There may have been a day when the heads of big trade associations in Washington resembled statesmen. It ended sometime before 1997, when Tom Donohue took over as president of the U.S. Chamber of Commerce. In the modern era, people with jobs such as Donohue’s are expected to operate as political entrepreneurs — identifying opportunities, squeezing out competitors and relentlessly raising money.

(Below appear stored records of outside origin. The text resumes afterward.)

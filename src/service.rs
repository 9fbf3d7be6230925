//! Visibility service facade
//!
//! Wires the store, category directory, aggregators and result cache, and
//! owns the one write path that changes visibility. Invalidation is a
//! blocking step on the mutation's success path: by the time the caller
//! sees a success, the next aggregator call recomputes from current state.

use crate::aggregate::ContentAggregator;
use crate::cache::AggregateCache;
use crate::catalog::CategoryDirectory;
use crate::config::VisibilityConfig;
use crate::error::{LatticeError, Result};
use crate::model::{ActivityRecord, Category, ContentItem};
use crate::principal::{Principal, Role};
use crate::store::{ContentStore, MemoryStore};
use serde::{Deserialize, Serialize};
use std::sync::Arc;
use tracing::{info, warn};

/// Per-id outcome of a visibility toggle batch
#[derive(Debug, Clone, PartialEq, Serialize, Deserialize)]
pub struct ToggleOutcome {
    /// The category id this outcome refers to
    pub category_id: String,
    /// What happened to it
    pub status: ToggleStatus,
}

/// Result of toggling a single category
#[derive(Debug, Clone, PartialEq, Serialize, Deserialize)]
#[serde(tag = "status", rename_all = "lowercase")]
pub enum ToggleStatus {
    /// Flag applied; carries the updated category
    Updated(Category),
    /// No category with this id
    NotFound,
}

/// Facade over the visibility core
#[derive(Clone)]
pub struct VisibilityService {
    store: Arc<dyn ContentStore>,
    directory: CategoryDirectory,
    aggregator: ContentAggregator,
    cache: Arc<AggregateCache>,
}

impl VisibilityService {
    /// Create a service over the given store
    pub fn new(store: Arc<dyn ContentStore>, config: VisibilityConfig) -> Self {
        let directory = CategoryDirectory::new(store.clone());
        let cache = Arc::new(AggregateCache::new(&config));
        let aggregator = ContentAggregator::new(store.clone(), directory.clone(), cache.clone());
        Self {
            store,
            directory,
            aggregator,
            cache,
        }
    }

    /// Create a service over a fresh in-memory store
    pub fn in_memory(config: VisibilityConfig) -> Self {
        Self::new(Arc::new(MemoryStore::new()), config)
    }

    /// The result cache, for stats inspection and sweeper wiring
    pub fn cache(&self) -> &Arc<AggregateCache> {
        &self.cache
    }

    /// The category directory
    pub fn directory(&self) -> &CategoryDirectory {
        &self.directory
    }

    // ========================================================================
    // Read paths
    // ========================================================================

    /// Categories visible to the principal
    pub async fn get_all_categories(&self, principal: &Principal) -> Result<Vec<Category>> {
        self.directory.get_all_categories(principal).await
    }

    /// Category by id
    pub async fn get_category_by_id(&self, id: &str) -> Result<Category> {
        self.directory.get_category_by_id(id).await
    }

    /// Popular items visible to the principal
    pub async fn get_popular_items(
        &self,
        limit: usize,
        principal: &Principal,
    ) -> Result<Vec<ContentItem>> {
        self.aggregator.get_popular_items(limit, principal).await
    }

    /// Recently changed items visible to the principal
    pub async fn get_recent_items(
        &self,
        limit: usize,
        principal: &Principal,
    ) -> Result<Vec<ContentItem>> {
        self.aggregator.get_recent_items(limit, principal).await
    }

    /// Recent activity on items visible to the principal
    pub async fn get_recent_activity(
        &self,
        limit: usize,
        principal: &Principal,
    ) -> Result<Vec<ActivityRecord>> {
        self.aggregator.get_recent_activity(limit, principal).await
    }

    // ========================================================================
    // Write paths
    // ========================================================================

    /// Toggle the visibility flag on a batch of categories. Admin only.
    ///
    /// Missing ids become per-id `NotFound` outcomes rather than aborting
    /// the batch. After at least one successful update the aggregate cache
    /// is invalidated synchronously, before this call returns.
    pub async fn toggle_visibility(
        &self,
        category_ids: &[String],
        is_public: bool,
        principal: &Principal,
    ) -> Result<Vec<ToggleOutcome>> {
        require_role("toggle_visibility", Role::Admin, principal)?;

        let mut outcomes = Vec::with_capacity(category_ids.len());
        let mut updated = 0usize;

        for id in category_ids {
            let status = match self.directory.set_visibility(id, is_public).await {
                Ok(category) => {
                    updated += 1;
                    ToggleStatus::Updated(category)
                }
                Err(LatticeError::CategoryNotFound(_)) => {
                    warn!(category_id = %id, "Toggle target not found");
                    ToggleStatus::NotFound
                }
                Err(other) => return Err(other),
            };
            outcomes.push(ToggleOutcome {
                category_id: id.clone(),
                status,
            });
        }

        if updated > 0 {
            // Blocking invalidation: success implies the next read recomputes
            self.cache.invalidate_all();
            info!(
                updated = updated,
                missing = outcomes.len() - updated,
                is_public = is_public,
                "Category visibility toggled"
            );
        }

        Ok(outcomes)
    }

    /// Create a category with the flag unset (public). Admin only.
    pub async fn create_category(
        &self,
        name: impl Into<String>,
        parent_id: Option<String>,
        principal: &Principal,
    ) -> Result<Category> {
        require_role("create_category", Role::Admin, principal)?;

        let mut category = Category::new(name);
        category.parent_id = parent_id;
        self.store.put_category(category.clone()).await?;
        self.cache.invalidate_all();
        info!(category_id = %category.id, name = %category.name, "Category created");
        Ok(category)
    }

    /// Insert or replace a content item, invalidating cached aggregates
    pub async fn put_item(&self, item: ContentItem) -> Result<()> {
        self.store.put_item(item).await?;
        self.cache.invalidate_all();
        Ok(())
    }

    /// Append an activity event, invalidating cached aggregates
    pub async fn record_activity(&self, record: ActivityRecord) -> Result<()> {
        self.store.record_activity(record).await?;
        self.cache.invalidate_all();
        Ok(())
    }
}

/// Reject principals below the required role with a typed error
fn require_role(action: &'static str, required: Role, principal: &Principal) -> Result<()> {
    if principal.role >= required {
        Ok(())
    } else {
        warn!(
            action = action,
            required = %required,
            actual = %principal.role,
            "Operation rejected"
        );
        Err(LatticeError::Forbidden {
            action,
            required,
            actual: principal.role,
        })
    }
}
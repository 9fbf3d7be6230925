//! Principal roles for visibility decisions
//!
//! Roles form a strict ladder: `Anonymous < Member < Moderator < Admin`.
//! Restricted-category reads require `Moderator` or above; visibility
//! mutations require `Admin`.

use serde::{Deserialize, Serialize};
use std::fmt;

/// Role of a requesting principal
#[derive(Debug, Clone, Copy, PartialEq, Eq, PartialOrd, Ord, Hash, Serialize, Deserialize)]
#[serde(rename_all = "lowercase")]
#[repr(u8)]
#[derive(Default)]
pub enum Role {
    /// No authentication - public content only
    #[default]
    Anonymous = 0,
    /// Authenticated user
    Member = 1,
    /// Moderator - may read restricted categories
    Moderator = 2,
    /// Admin - full read access plus visibility mutations
    Admin = 3,
}

impl Role {
    /// Whether this role may see content in restricted categories
    pub fn is_privileged(self) -> bool {
        self >= Role::Moderator
    }

    /// Stable lowercase name, used in cache keys and logs
    pub fn as_str(self) -> &'static str {
        match self {
            Role::Anonymous => "anonymous",
            Role::Member => "member",
            Role::Moderator => "moderator",
            Role::Admin => "admin",
        }
    }
}

impl fmt::Display for Role {
    fn fmt(&self, f: &mut fmt::Formatter<'_>) -> fmt::Result {
        write!(f, "{}", self.as_str())
    }
}

/// The requester whose role gates access
///
/// Supplied per request by the session layer (out of scope here); never
/// read from ambient state, always passed explicitly so the policy
/// predicate stays pure and testable.
#[derive(Debug, Clone, PartialEq, Eq, Serialize, Deserialize)]
pub struct Principal {
    /// Principal id, absent for anonymous requesters
    pub id: Option<String>,
    /// Role resolved by the session layer
    pub role: Role,
}

impl Principal {
    /// Anonymous requester
    pub fn anonymous() -> Self {
        Self {
            id: None,
            role: Role::Anonymous,
        }
    }

    /// Identified principal with the given role
    pub fn with_role(id: impl Into<String>, role: Role) -> Self {
        Self {
            id: Some(id.into()),
            role,
        }
    }
}
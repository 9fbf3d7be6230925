//! Category directory
//!
//! Authoritative lookup of categories and their visibility flags. The
//! principal-filtered listing here is the reference behavior every
//! aggregator must match: filter through `policy::is_visible`, nothing else.

use crate::error::{LatticeError, Result};
use crate::model::Category;
use crate::policy;
use crate::principal::Principal;
use crate::store::ContentStore;
use std::collections::HashMap;
use std::sync::Arc;
use tracing::debug;

/// Directory over the category store
#[derive(Clone)]
pub struct CategoryDirectory {
    store: Arc<dyn ContentStore>,
}

impl CategoryDirectory {
    /// Create a directory over the given store
    pub fn new(store: Arc<dyn ContentStore>) -> Self {
        Self { store }
    }

    /// All categories visible to the principal, in listing order
    pub async fn get_all_categories(&self, principal: &Principal) -> Result<Vec<Category>> {
        let all = self.store.list_categories().await?;
        let total = all.len();
        let visible: Vec<Category> = all
            .into_iter()
            .filter(|category| policy::is_visible(Some(category), principal))
            .collect();

        debug!(
            role = %principal.role,
            total = total,
            visible = visible.len(),
            "Category listing filtered"
        );
        Ok(visible)
    }

    /// Category by id; typed not-found error on miss
    pub async fn get_category_by_id(&self, id: &str) -> Result<Category> {
        self.store
            .get_category(id)
            .await?
            .ok_or_else(|| LatticeError::CategoryNotFound(id.to_string()))
    }

    /// Set a category's visibility flag; typed not-found error on miss.
    ///
    /// Callers that mutate through this path own cache invalidation - see
    /// `VisibilityService::toggle_visibility`.
    pub async fn set_visibility(&self, id: &str, is_public: bool) -> Result<Category> {
        self.store
            .set_category_visibility(id, is_public)
            .await?
            .ok_or_else(|| LatticeError::CategoryNotFound(id.to_string()))
    }

    /// Id -> Category map for resolving item categories in one pass
    pub async fn visibility_index(&self) -> Result<HashMap<String, Category>> {
        let categories = self.store.list_categories().await?;
        Ok(categories
            .into_iter()
            .map(|category| (category.id.clone(), category))
            .collect())
    }
}
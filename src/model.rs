//! Content-side data model
//!
//! Categories carry the tri-state visibility flag; content items reference
//! a category through a nullable foreign key; activity records reference
//! content items. All types are serde round-trippable because the result
//! cache stores serialized aggregates.

use chrono::{DateTime, Utc};
use serde::{Deserialize, Serialize};
use uuid::Uuid;

/// A content category with a tri-state visibility flag
///
/// `is_public = None` means the flag was never set and the category behaves
/// as public - content created before the flag existed must stay visible.
#[derive(Debug, Clone, PartialEq, Eq, Serialize, Deserialize)]
pub struct Category {
    /// Opaque unique id
    pub id: String,
    /// Display name
    pub name: String,
    /// Parent category for hierarchy
    #[serde(skip_serializing_if = "Option::is_none")]
    pub parent_id: Option<String>,
    /// Tri-state visibility: Some(true) public, Some(false) restricted,
    /// None unset (behaves as public)
    pub is_public: Option<bool>,
}

impl Category {
    /// Create a category with a generated id and the flag unset
    pub fn new(name: impl Into<String>) -> Self {
        Self {
            id: Uuid::new_v4().to_string(),
            name: name.into(),
            parent_id: None,
            is_public: None,
        }
    }

    /// Create with an explicit id (for fixtures and imports)
    pub fn with_id(id: impl Into<String>, name: impl Into<String>) -> Self {
        Self {
            id: id.into(),
            name: name.into(),
            parent_id: None,
            is_public: None,
        }
    }

    /// Set the visibility flag explicitly
    pub fn public(mut self, is_public: bool) -> Self {
        self.is_public = Some(is_public);
        self
    }

    /// Whether the flag is explicitly restricted
    pub fn is_restricted(&self) -> bool {
        self.is_public == Some(false)
    }
}

/// Publication status of a content item
#[derive(Debug, Clone, Copy, PartialEq, Eq, Serialize, Deserialize)]
#[serde(rename_all = "lowercase")]
pub enum ContentStatus {
    Published,
    Draft,
    Archived,
}

/// A content item (wiki page, library entry)
#[derive(Debug, Clone, PartialEq, Serialize, Deserialize)]
pub struct ContentItem {
    /// Opaque unique id
    pub id: String,
    /// Title
    pub title: String,
    /// Owning category; None means uncategorized, which is always visible
    #[serde(skip_serializing_if = "Option::is_none")]
    pub category_id: Option<String>,
    /// Publication status
    pub status: ContentStatus,
    /// Last update timestamp
    pub updated_at: DateTime<Utc>,
    /// Lifetime view counter
    pub view_count: u64,
}

impl ContentItem {
    /// Create a published item with a generated id
    pub fn new(title: impl Into<String>, category_id: Option<String>) -> Self {
        Self {
            id: Uuid::new_v4().to_string(),
            title: title.into(),
            category_id,
            status: ContentStatus::Published,
            updated_at: Utc::now(),
            view_count: 0,
        }
    }

    /// Builder: explicit id (for fixtures)
    pub fn with_id(mut self, id: impl Into<String>) -> Self {
        self.id = id.into();
        self
    }

    /// Builder: status
    pub fn status(mut self, status: ContentStatus) -> Self {
        self.status = status;
        self
    }

    /// Builder: view count
    pub fn views(mut self, views: u64) -> Self {
        self.view_count = views;
        self
    }

    /// Builder: update timestamp
    pub fn updated(mut self, at: DateTime<Utc>) -> Self {
        self.updated_at = at;
        self
    }
}

/// Kind of activity event
#[derive(Debug, Clone, Copy, PartialEq, Eq, Serialize, Deserialize)]
#[serde(rename_all = "lowercase")]
pub enum ActivityKind {
    Created,
    Updated,
    Viewed,
}

/// An activity event referencing a content item
#[derive(Debug, Clone, PartialEq, Serialize, Deserialize)]
pub struct ActivityRecord {
    /// Opaque unique id
    pub id: String,
    /// What happened
    pub kind: ActivityKind,
    /// The item the event refers to
    pub item_id: String,
    /// Acting principal, if known
    #[serde(skip_serializing_if = "Option::is_none")]
    pub actor_id: Option<String>,
    /// When the event occurred
    pub occurred_at: DateTime<Utc>,
}

impl ActivityRecord {
    /// Create an event with a generated id, timestamped now
    pub fn new(kind: ActivityKind, item_id: impl Into<String>) -> Self {
        Self {
            id: Uuid::new_v4().to_string(),
            kind,
            item_id: item_id.into(),
            actor_id: None,
            occurred_at: Utc::now(),
        }
    }

    /// Builder: event timestamp
    pub fn at(mut self, occurred_at: DateTime<Utc>) -> Self {
        self.occurred_at = occurred_at;
        self
    }

    /// Builder: acting principal
    pub fn by(mut self, actor_id: impl Into<String>) -> Self {
        self.actor_id = Some(actor_id.into());
        self
    }
}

Witness the efforts Donohue’s chamber has been making lately on behalf of American tobacco companies. As Danny Hakim reported Tuesday in the New York Times:

“From Ukraine to Uruguay, Moldova to the Philippines, the U.S. Chamber of Commerce and its foreign affiliates have become the hammer for the tobacco industry, engaging in a worldwide effort to fight anti-smoking laws of all kinds, according to interviews with government ministers, lobbyists, lawmakers and public health groups in Asia, Europe, Latin America and the United States.”

This revelation won’t go over super well with all of the chamber’s members. Big American companies that aren’t in the tobacco business tend to be hostile toward smoking — not surprisingly, given its cost in medical bills and lost productivity. I would not be shocked if a few prominent corporations leave the organization over this, as several did in 2009 in response to Donohue’s denialist stance on climate change. Do not, however, expect a retreat from the combative, mercenary approach the organization has followed for the past 18 years. This is a business, people, and that approach brings in lots of money.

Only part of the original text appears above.